Localization and delineation of extent of lesions are critical for safe maximal resection of brain and spinal cord tumors. Neuronavigation systems have been developed for image-guided neurosurgery to aid in the accurate resection of brain tumors. Basic principles of navigated surgery are to see the tip of a pointer in an image space. A relationship between the device space and the image space has to be established. This operation is called registration or calibration of the navigation device. Basically, a transformation matrix (T) has to be calculated to map the coordinates of any point between the image and the device spaces. The aim of transformation matrix is to create a linkage between digital image data and anatomical structure, and therefore, to provide increasing 3-D orientation. Today's navigation systems provide approximately 2mm accuracy.

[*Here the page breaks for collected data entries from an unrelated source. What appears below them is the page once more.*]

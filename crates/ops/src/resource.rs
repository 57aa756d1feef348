//! Per-kind resource flows: create, fetch, update, start, stop, delete.

use std::fmt;
use std::sync::Arc;

use metrics::{counter, histogram};
use skiff_api::{ApiError, ClusterApi};
use skiff_core::{ClusterStatusSnapshot, CoreError, ResourceId, ResourceKey, ResourceKind, ServiceState};
use tokio::time::Instant;
use tracing::{info, warn};

use crate::action::{Action, EventLogEntry, FailurePayload, Payload, RemovedPayload, Routine, Stage, SuccessPayload};
use crate::config::OpsConfig;
use crate::epic::Flow;
use crate::gate::{FlowEmitter, Gate};
use crate::normalize::normalize_with;
use crate::poll::{poll_until, PollError, PollTarget};
use crate::retry::RetryPolicy;

#[derive(Debug, Clone, Copy, PartialEq, Eq, Hash)]
pub enum Operation {
    Create,
    Fetch,
    Update,
    Start,
    Stop,
    Delete,
}

impl Operation {
    pub const ALL: [Operation; 6] =
        [Operation::Create, Operation::Fetch, Operation::Update, Operation::Start, Operation::Stop, Operation::Delete];

    pub fn verb(self) -> &'static str {
        match self {
            Operation::Create => "create",
            Operation::Fetch => "fetch",
            Operation::Update => "update",
            Operation::Start => "start",
            Operation::Stop => "stop",
            Operation::Delete => "delete",
        }
    }

    /// `STOP_SHABONDI`, `FETCH_TOPIC`, ...
    pub fn routine(self, kind: ResourceKind) -> Routine {
        Routine::new(format!("{}_{}", self.verb(), kind.label()).to_uppercase())
    }

    /// Start and stop only apply to service kinds.
    pub fn applies_to(self, kind: ResourceKind) -> bool {
        match self {
            Operation::Start | Operation::Stop => kind.is_service(),
            _ => true,
        }
    }

    pub fn gate(self, cfg: &OpsConfig) -> Gate {
        match self {
            Operation::Delete => Gate::Debounce(cfg.debounce),
            _ => Gate::LatestPerKey,
        }
    }

    pub fn policy(self, cfg: &OpsConfig) -> RetryPolicy {
        match self {
            Operation::Start => cfg.start,
            Operation::Stop => cfg.stop,
            Operation::Delete => cfg.delete,
            _ => RetryPolicy::fixed(0, cfg.stop.interval),
        }
    }

    /// Failures of these operations also go to the event log.
    pub fn logs_failures(self) -> bool {
        matches!(self, Operation::Start | Operation::Stop)
    }
}

impl fmt::Display for Operation {
    fn fmt(&self, f: &mut fmt::Formatter<'_>) -> fmt::Result {
        f.write_str(self.verb())
    }
}

impl std::str::FromStr for Operation {
    type Err = String;
    fn from_str(s: &str) -> Result<Self, Self::Err> {
        Operation::ALL
            .into_iter()
            .find(|op| op.verb().eq_ignore_ascii_case(s))
            .ok_or_else(|| format!("unknown operation: {}", s))
    }
}

/// Caller-side status callbacks. All methods default to no-ops.
pub trait StatusHook: Send + Sync {
    fn on_request(&self, _key: &ResourceKey) {}
    fn on_success(&self, _key: &ResourceKey, _data: &serde_json::Value) {}
    fn on_failure(&self, _key: &ResourceKey, _failure: &FailurePayload) {}
}

/// Per-trigger options; never part of trigger equality.
#[derive(Clone, Default)]
pub struct Options {
    pub hook: Option<Arc<dyn StatusHook>>,
    /// Objects deep-merged into the entity before normalization.
    pub view: Vec<serde_json::Value>,
}

impl fmt::Debug for Options {
    fn fmt(&self, f: &mut fmt::Formatter<'_>) -> fmt::Result {
        f.debug_struct("Options").field("hook", &self.hook.is_some()).field("view", &self.view).finish()
    }
}

/// Trigger of a resource flow.
#[derive(Debug, Clone)]
pub struct OperationRequest {
    pub key: ResourceKey,
    pub body: serde_json::Value,
    pub options: Options,
}

impl PartialEq for OperationRequest {
    fn eq(&self, other: &Self) -> bool {
        self.key == other.key && self.body == other.body
    }
}

impl OperationRequest {
    pub fn new(key: ResourceKey) -> Self {
        Self { key, body: serde_json::Value::Null, options: Options::default() }
    }

    pub fn with_body(mut self, body: serde_json::Value) -> Self {
        self.body = body;
        self
    }

    pub fn with_hook(mut self, hook: Arc<dyn StatusHook>) -> Self {
        self.options.hook = Some(hook);
        self
    }

    pub fn with_view(mut self, view: serde_json::Value) -> Self {
        self.options.view.push(view);
        self
    }

    /// Request body with `name`/`group` filled in from the key when absent.
    fn body_with_key(&self) -> serde_json::Value {
        let mut body = match &self.body {
            serde_json::Value::Object(m) => m.clone(),
            _ => serde_json::Map::new(),
        };
        body.entry("name").or_insert_with(|| self.key.name.clone().into());
        body.entry("group").or_insert_with(|| self.key.group.clone().into());
        serde_json::Value::Object(body)
    }
}

#[derive(Debug, thiserror::Error)]
pub enum FlowError {
    #[error(transparent)]
    Api(#[from] ApiError),
    #[error(transparent)]
    Poll(#[from] PollError),
    #[error("invalid response: {0}")]
    Invalid(#[from] CoreError),
}

impl FlowError {
    pub fn title(&self) -> String {
        match self {
            FlowError::Api(e) | FlowError::Poll(PollError::Fetch(e)) => e.title(),
            FlowError::Poll(PollError::Exhausted { title, .. }) => title.clone(),
            FlowError::Invalid(e) => format!("Invalid response: {}", e),
        }
    }

    pub fn data(&self) -> serde_json::Value {
        match self {
            FlowError::Api(e) | FlowError::Poll(PollError::Fetch(e)) => e.data(),
            FlowError::Poll(PollError::Exhausted { last, .. }) => last.clone(),
            FlowError::Invalid(_) => serde_json::Value::Null,
        }
    }

    pub fn meta(&self) -> Option<serde_json::Value> {
        match self {
            FlowError::Api(e) | FlowError::Poll(PollError::Fetch(e)) => e.meta(),
            _ => None,
        }
    }

    pub fn into_failure(self, id: Option<ResourceId>) -> FailurePayload {
        FailurePayload { id, data: self.data(), title: self.title(), meta: self.meta() }
    }
}

fn observed_state(data: &serde_json::Value) -> String {
    match data.get("state") {
        Some(serde_json::Value::String(s)) => s.clone(),
        Some(serde_json::Value::Null) | None => ServiceState::describe(None).to_string(),
        Some(other) => other.to_string(),
    }
}

/// One operation on one resource kind.
pub struct ResourceFlow {
    kind: ResourceKind,
    op: Operation,
    routine: Routine,
    policy: RetryPolicy,
    api: Arc<dyn ClusterApi>,
}

impl ResourceFlow {
    pub fn new(kind: ResourceKind, op: Operation, policy: RetryPolicy, api: Arc<dyn ClusterApi>) -> Self {
        Self { kind, op, routine: op.routine(kind), policy, api }
    }

    fn target(&self, key: &ResourceKey, expected: &str) -> PollTarget {
        PollTarget {
            operation: self.op.verb().to_string(),
            kind: self.kind.label().to_string(),
            name: key.name.clone(),
            expected: expected.to_string(),
        }
    }

    async fn fetch(&self, key: &ResourceKey) -> Result<serde_json::Value, ApiError> {
        Ok(self.api.get(self.kind, key).await?.into_result()?.data)
    }

    async fn fetch_list(&self) -> Result<Vec<serde_json::Value>, ApiError> {
        let data = self.api.get_all(self.kind).await?.into_result()?.data;
        Ok(match data {
            serde_json::Value::Array(items) => items,
            _ => Vec::new(),
        })
    }

    fn success(&self, req: &OperationRequest, data: &serde_json::Value) -> Result<Payload, FlowError> {
        let normalized = normalize_with(self.kind, data, &req.options.view)?;
        Ok(Payload::Success(SuccessPayload { id: Some(req.key.id()), normalized }))
    }

    async fn execute(&self, req: &OperationRequest) -> Result<(Payload, serde_json::Value), FlowError> {
        let key = &req.key;
        let data = match self.op {
            Operation::Create => self.api.create(self.kind, &req.body_with_key()).await?.into_result()?.data,
            Operation::Fetch => self.fetch(key).await?,
            Operation::Update => self.api.update(self.kind, key, &req.body).await?.into_result()?.data,
            Operation::Start => {
                self.api.start(self.kind, key).await?.into_result()?;
                poll_until(
                    &self.policy,
                    &self.target(key, ServiceState::Running.as_str()),
                    || self.fetch(key),
                    |data: &serde_json::Value| ClusterStatusSnapshot::from_value(data).map(|s| s.is_running()).unwrap_or(false),
                    observed_state,
                )
                .await?
            }
            Operation::Stop => {
                self.api.stop(self.kind, key).await?.into_result()?;
                poll_until(
                    &self.policy,
                    &self.target(key, ServiceState::describe(None)),
                    || self.fetch(key),
                    |data: &serde_json::Value| data.get("state").map_or(true, serde_json::Value::is_null),
                    observed_state,
                )
                .await?
            }
            Operation::Delete => {
                self.api.remove(self.kind, key).await?.into_result()?;
                let present = |items: &Vec<serde_json::Value>| {
                    items.iter().any(|item| ResourceKey::from_value(item).map(|k| k == *key).unwrap_or(false))
                };
                poll_until(
                    &self.policy,
                    &self.target(key, ServiceState::describe(None)),
                    || self.fetch_list(),
                    |items: &Vec<serde_json::Value>| !present(items),
                    |items: &Vec<serde_json::Value>| if present(items) { "present".to_string() } else { ServiceState::describe(None).to_string() },
                )
                .await?;
                let removed = RemovedPayload { id: key.id(), entity: self.kind.plural() };
                return Ok((Payload::Removed(removed), serde_json::Value::Null));
            }
        };
        Ok((self.success(req, &data)?, data))
    }
}

#[async_trait::async_trait]
impl Flow for ResourceFlow {
    type Trigger = OperationRequest;

    fn routine(&self) -> &Routine {
        &self.routine
    }

    fn key(&self, req: &OperationRequest) -> String {
        req.key.id().as_str().to_string()
    }

    async fn run(&self, req: OperationRequest, out: &FlowEmitter) {
        let id = req.key.id();
        let t0 = Instant::now();
        let routine = self.routine.to_string();
        counter!("ops_flow_started_total", 1, "routine" => routine.clone());
        info!(routine = %routine, key = %req.key, id = %id, "flow request");
        out.emit(Action::request(&self.routine, Some(id.clone())));
        if let Some(hook) = &req.options.hook {
            out.notify(|| hook.on_request(&req.key));
        }

        match self.execute(&req).await {
            Ok((payload, data)) => {
                info!(routine = %routine, key = %req.key, elapsed_ms = t0.elapsed().as_millis() as u64, "flow succeeded");
                counter!("ops_flow_succeeded_total", 1, "routine" => routine.clone());
                if let Some(hook) = &req.options.hook {
                    out.notify(|| hook.on_success(&req.key, &data));
                }
                out.emit(Action::new(self.routine.clone(), Stage::Success, payload));
            }
            Err(err) => {
                warn!(routine = %routine, key = %req.key, error = %err, "flow failed");
                counter!("ops_flow_failed_total", 1, "routine" => routine.clone());
                let failure = err.into_failure(Some(id));
                if let Some(hook) = &req.options.hook {
                    out.notify(|| hook.on_failure(&req.key, &failure));
                }
                out.emit(Action::failure(&self.routine, failure.clone()));
                if self.op.logs_failures() {
                    out.emit(Action::event_log(EventLogEntry::error(failure)));
                }
            }
        }
        histogram!("ops_flow_ms", t0.elapsed().as_secs_f64() * 1000.0, "routine" => routine);
    }
}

Stereoscopic navigation-controlled display of preoperative MRI and intraoperative 3D ultrasound is a new technology for minimally invasive image-guided surgery approaches in planning and guiding neurosurgery. Interactive stereoscopic visualization improves perception and enhances the ability to understand complex 3D anatomy. In 1947, Spiegel and Wycis performed the first stereotactic thalamotomy in humans, using the commissura posterior or pineal body as an internal individual reference system. Functional operations with similar frames and techniques were introduced by Talairach in Paris in 1949, by Riechert in Freiburg, Germany in 1952, and by Leksell in Stockholm in 1949 for the treatment of extrapyramidal movement disorders, intractable pain, epilepsy, and psychiatric disorders.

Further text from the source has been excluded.